* **PROBLEM STATEMENT**
Can you find the lines of the listing that include "choosing" and copy every one?

* **PROVIDED DATA**
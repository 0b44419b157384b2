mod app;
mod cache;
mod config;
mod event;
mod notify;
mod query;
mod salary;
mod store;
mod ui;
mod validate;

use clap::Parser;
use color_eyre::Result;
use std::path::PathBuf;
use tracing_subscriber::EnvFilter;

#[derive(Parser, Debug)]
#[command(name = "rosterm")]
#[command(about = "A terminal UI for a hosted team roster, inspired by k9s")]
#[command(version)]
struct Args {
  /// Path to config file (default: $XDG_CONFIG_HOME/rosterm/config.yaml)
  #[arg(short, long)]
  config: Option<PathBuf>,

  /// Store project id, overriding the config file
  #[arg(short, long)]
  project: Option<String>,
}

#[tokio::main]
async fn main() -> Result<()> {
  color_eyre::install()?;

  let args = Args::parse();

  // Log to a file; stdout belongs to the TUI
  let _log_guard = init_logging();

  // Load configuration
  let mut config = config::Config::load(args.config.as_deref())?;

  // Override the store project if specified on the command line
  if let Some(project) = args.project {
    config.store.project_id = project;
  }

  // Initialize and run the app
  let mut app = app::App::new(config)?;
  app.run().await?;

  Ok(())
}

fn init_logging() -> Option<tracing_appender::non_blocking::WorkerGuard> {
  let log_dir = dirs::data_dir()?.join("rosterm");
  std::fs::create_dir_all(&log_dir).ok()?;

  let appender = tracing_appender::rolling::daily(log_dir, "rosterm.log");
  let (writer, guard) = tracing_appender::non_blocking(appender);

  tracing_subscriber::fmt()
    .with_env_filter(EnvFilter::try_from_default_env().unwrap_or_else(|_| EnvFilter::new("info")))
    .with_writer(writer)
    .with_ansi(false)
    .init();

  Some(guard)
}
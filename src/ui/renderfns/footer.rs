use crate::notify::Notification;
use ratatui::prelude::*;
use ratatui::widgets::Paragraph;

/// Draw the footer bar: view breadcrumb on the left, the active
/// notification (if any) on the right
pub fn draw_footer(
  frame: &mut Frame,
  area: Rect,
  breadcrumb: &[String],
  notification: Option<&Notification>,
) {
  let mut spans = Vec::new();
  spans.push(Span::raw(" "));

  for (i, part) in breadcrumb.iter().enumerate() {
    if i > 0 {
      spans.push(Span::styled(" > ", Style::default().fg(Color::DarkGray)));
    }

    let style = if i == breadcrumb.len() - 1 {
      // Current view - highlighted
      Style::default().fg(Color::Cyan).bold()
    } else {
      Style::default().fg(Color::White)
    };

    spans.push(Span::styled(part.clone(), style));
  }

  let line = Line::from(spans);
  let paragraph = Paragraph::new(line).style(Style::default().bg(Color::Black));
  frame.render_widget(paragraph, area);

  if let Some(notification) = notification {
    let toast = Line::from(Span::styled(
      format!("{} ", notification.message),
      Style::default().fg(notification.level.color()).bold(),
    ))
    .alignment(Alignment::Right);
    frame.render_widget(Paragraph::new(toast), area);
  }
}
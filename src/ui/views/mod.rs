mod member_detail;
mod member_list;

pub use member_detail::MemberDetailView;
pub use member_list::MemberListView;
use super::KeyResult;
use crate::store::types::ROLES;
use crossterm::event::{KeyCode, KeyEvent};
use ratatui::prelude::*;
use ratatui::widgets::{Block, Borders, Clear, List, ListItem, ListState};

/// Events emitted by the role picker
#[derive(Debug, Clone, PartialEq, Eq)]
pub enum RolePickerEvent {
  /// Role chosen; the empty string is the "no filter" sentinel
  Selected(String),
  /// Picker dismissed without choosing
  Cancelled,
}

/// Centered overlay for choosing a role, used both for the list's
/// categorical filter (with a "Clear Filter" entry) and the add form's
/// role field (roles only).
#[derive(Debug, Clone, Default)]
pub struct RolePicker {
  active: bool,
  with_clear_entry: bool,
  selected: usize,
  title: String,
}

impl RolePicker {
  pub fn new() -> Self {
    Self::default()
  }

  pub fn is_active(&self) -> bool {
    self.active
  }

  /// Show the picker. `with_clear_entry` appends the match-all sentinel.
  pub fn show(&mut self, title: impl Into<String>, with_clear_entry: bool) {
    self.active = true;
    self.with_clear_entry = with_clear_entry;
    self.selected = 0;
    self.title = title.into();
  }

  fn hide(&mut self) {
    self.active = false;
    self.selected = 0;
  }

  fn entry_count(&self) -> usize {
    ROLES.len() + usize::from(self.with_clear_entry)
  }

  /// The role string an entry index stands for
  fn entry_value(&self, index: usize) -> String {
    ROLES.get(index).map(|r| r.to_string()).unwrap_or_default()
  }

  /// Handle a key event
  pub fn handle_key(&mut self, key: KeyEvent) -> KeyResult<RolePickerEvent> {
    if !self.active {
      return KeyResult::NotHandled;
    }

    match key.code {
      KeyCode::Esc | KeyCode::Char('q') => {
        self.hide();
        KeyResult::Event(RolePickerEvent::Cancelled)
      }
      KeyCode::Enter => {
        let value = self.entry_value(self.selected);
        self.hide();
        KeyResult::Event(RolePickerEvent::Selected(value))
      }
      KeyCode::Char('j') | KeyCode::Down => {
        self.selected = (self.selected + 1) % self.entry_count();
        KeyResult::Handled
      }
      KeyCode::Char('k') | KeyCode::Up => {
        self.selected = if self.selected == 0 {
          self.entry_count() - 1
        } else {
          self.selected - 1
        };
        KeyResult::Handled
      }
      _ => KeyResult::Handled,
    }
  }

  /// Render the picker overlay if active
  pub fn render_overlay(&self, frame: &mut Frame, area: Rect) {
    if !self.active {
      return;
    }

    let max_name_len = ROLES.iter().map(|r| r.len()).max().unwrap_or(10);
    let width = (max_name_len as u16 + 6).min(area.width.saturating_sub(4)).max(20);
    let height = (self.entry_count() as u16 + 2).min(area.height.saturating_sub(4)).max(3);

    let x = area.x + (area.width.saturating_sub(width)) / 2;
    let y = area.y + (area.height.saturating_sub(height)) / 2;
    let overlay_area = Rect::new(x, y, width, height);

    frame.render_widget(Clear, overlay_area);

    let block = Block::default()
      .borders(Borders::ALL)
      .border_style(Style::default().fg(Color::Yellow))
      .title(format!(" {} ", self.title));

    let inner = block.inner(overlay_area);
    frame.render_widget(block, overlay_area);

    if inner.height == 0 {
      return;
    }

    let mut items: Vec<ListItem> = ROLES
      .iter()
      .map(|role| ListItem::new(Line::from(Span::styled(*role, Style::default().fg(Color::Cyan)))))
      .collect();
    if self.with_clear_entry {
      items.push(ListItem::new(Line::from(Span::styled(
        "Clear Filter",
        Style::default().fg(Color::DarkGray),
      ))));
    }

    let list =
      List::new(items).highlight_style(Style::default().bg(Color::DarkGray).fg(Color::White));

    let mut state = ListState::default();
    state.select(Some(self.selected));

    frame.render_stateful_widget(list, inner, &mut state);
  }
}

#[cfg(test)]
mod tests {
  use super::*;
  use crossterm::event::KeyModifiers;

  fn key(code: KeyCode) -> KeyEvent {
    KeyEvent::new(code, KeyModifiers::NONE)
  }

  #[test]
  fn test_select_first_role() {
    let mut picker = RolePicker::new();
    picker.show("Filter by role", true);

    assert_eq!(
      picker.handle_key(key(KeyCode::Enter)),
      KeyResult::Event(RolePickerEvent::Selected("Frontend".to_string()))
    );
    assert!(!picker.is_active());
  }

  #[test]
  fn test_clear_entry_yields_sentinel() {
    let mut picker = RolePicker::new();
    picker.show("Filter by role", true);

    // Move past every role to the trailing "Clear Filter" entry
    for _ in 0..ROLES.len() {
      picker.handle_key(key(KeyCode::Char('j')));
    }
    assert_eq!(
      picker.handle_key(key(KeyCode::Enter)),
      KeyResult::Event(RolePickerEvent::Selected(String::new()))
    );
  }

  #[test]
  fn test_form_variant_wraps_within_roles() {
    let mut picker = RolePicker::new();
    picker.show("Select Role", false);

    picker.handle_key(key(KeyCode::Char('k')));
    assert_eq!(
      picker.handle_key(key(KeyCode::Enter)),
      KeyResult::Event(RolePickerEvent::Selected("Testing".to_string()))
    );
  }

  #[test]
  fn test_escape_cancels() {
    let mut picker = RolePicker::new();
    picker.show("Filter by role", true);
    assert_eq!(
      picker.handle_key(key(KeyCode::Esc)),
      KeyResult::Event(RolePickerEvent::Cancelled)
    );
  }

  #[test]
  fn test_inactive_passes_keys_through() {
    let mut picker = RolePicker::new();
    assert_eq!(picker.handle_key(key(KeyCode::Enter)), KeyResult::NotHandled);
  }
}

* **RESPONSE AREA**
  /// Picker dismissed without choosing
/// Centered overlay for choosing a role, used both for the list's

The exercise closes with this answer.